__Activity__:
Below are the entries. Transcribe exactly the lines from the one with "port should be" through the one with "let content = vec![b'#';", ends included, and leave out all others.

__Data under study__:
____________

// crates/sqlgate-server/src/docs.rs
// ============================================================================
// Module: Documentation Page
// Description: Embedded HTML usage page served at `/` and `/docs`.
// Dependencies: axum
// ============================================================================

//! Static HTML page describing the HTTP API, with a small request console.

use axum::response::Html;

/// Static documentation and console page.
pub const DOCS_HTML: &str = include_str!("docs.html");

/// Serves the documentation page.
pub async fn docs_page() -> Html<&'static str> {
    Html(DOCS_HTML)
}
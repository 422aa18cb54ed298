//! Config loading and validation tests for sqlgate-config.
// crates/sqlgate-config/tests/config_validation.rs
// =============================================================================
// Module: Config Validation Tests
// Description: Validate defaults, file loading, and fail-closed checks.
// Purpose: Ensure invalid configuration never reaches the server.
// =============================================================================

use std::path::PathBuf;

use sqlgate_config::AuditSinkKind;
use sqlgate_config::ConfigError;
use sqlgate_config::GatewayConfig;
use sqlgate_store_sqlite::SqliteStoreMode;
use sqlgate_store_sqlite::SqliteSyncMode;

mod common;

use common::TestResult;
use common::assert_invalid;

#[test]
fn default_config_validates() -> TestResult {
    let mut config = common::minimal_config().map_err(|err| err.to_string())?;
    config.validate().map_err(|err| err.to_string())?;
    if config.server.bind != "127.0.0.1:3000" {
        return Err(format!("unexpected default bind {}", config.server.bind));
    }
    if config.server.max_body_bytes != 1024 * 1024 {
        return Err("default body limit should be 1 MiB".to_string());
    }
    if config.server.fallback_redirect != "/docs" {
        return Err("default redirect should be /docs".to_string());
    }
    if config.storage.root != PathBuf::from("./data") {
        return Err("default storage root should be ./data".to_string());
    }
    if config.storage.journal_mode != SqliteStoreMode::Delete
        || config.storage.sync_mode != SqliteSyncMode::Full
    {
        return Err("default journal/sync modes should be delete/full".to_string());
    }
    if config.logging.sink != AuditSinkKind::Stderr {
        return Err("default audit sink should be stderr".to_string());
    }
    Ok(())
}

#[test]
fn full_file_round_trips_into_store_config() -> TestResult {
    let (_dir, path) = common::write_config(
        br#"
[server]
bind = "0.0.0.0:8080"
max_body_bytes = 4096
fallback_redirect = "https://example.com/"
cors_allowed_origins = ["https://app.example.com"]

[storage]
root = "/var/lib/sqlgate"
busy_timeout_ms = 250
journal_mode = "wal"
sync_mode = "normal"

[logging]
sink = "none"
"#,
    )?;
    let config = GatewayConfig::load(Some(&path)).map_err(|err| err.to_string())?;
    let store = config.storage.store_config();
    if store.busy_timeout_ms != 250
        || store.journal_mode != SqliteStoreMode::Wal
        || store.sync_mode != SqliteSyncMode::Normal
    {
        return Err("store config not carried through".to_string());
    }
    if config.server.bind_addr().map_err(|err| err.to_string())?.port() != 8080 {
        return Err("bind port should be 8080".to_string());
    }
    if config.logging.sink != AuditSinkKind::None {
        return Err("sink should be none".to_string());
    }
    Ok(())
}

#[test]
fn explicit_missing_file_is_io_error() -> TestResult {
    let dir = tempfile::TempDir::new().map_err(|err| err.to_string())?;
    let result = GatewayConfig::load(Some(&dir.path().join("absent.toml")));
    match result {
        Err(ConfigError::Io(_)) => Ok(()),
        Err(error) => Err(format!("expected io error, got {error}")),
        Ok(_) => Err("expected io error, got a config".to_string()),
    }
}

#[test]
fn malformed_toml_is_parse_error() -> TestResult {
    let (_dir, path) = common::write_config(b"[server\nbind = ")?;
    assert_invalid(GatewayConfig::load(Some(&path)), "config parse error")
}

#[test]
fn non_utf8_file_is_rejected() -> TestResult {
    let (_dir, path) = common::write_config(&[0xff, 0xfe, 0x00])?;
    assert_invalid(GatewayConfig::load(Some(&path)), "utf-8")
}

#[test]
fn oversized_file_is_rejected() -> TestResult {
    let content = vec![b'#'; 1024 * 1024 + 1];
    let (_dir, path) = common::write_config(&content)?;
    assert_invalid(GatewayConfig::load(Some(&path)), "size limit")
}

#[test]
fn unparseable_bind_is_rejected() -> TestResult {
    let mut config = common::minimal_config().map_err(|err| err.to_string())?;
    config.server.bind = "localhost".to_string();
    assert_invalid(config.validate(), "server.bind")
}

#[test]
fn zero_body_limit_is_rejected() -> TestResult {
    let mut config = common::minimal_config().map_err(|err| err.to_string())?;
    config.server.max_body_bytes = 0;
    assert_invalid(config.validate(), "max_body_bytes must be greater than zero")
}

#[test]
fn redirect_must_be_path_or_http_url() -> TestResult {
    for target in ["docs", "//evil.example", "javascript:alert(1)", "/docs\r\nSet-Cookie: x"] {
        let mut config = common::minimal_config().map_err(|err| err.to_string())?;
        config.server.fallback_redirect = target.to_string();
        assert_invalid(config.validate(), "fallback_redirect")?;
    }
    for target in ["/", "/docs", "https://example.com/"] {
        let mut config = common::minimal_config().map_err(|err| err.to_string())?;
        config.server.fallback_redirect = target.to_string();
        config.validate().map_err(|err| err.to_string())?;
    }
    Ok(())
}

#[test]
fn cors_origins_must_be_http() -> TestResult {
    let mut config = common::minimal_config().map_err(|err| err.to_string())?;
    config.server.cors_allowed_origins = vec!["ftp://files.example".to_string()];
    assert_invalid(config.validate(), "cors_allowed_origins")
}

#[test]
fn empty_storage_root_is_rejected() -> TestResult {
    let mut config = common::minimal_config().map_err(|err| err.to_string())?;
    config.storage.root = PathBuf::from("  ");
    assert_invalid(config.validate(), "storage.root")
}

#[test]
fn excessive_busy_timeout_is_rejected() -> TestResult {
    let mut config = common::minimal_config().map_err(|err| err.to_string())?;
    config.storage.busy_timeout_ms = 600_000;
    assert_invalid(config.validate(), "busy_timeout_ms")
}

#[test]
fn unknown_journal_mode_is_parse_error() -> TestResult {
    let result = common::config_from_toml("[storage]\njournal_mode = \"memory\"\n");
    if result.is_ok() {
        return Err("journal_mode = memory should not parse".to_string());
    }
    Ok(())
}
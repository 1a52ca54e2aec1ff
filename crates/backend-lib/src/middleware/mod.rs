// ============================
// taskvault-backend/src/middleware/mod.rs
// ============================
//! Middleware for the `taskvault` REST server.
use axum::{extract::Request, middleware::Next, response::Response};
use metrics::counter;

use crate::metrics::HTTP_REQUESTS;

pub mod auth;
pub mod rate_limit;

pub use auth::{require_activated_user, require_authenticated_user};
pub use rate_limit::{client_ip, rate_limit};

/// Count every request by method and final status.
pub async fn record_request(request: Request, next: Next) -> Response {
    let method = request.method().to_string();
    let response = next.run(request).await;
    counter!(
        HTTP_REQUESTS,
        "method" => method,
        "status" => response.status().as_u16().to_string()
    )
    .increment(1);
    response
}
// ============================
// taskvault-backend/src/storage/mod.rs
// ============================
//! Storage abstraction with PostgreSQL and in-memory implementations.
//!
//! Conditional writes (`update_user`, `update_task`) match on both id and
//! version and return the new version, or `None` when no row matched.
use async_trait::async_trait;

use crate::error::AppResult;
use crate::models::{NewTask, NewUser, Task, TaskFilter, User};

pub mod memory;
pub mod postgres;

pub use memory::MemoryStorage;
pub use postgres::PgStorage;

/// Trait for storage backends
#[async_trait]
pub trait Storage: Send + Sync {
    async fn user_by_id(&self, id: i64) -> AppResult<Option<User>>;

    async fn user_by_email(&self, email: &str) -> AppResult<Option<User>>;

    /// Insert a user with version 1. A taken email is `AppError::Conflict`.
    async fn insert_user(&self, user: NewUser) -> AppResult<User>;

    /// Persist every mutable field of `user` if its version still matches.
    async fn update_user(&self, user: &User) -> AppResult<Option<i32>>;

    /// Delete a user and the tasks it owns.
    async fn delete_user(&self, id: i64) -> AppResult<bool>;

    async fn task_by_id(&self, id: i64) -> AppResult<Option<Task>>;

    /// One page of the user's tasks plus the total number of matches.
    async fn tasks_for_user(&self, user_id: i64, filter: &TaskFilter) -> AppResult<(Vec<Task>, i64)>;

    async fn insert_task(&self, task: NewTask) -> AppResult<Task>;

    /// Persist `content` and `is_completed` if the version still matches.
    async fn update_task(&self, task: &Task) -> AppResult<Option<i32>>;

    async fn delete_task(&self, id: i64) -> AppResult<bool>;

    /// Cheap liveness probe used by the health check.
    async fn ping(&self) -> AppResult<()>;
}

____________

__Expected answer__:
        return Err("bind port should be 8080".to_string());
    }
    if config.logging.sink != AuditSinkKind::None {
        return Err("sink should be none".to_string());
    }
    Ok(())
}

#[test]
fn explicit_missing_file_is_io_error() -> TestResult {
    let dir = tempfile::TempDir::new().map_err(|err| err.to_string())?;
    let result = GatewayConfig::load(Some(&dir.path().join("absent.toml")));
    match result {
        Err(ConfigError::Io(_)) => Ok(()),
        Err(error) => Err(format!("expected io error, got {error}")),
        Ok(_) => Err("expected io error, got a config".to_string()),
    }
}

#[test]
fn malformed_toml_is_parse_error() -> TestResult {
    let (_dir, path) = common::write_config(b"[server\nbind = ")?;
    assert_invalid(GatewayConfig::load(Some(&path)), "config parse error")
}

#[test]
fn non_utf8_file_is_rejected() -> TestResult {
    let (_dir, path) = common::write_config(&[0xff, 0xfe, 0x00])?;
    assert_invalid(GatewayConfig::load(Some(&path)), "utf-8")
}

#[test]
fn oversized_file_is_rejected() -> TestResult {
    let content = vec![b'#'; 1024 * 1024 + 1];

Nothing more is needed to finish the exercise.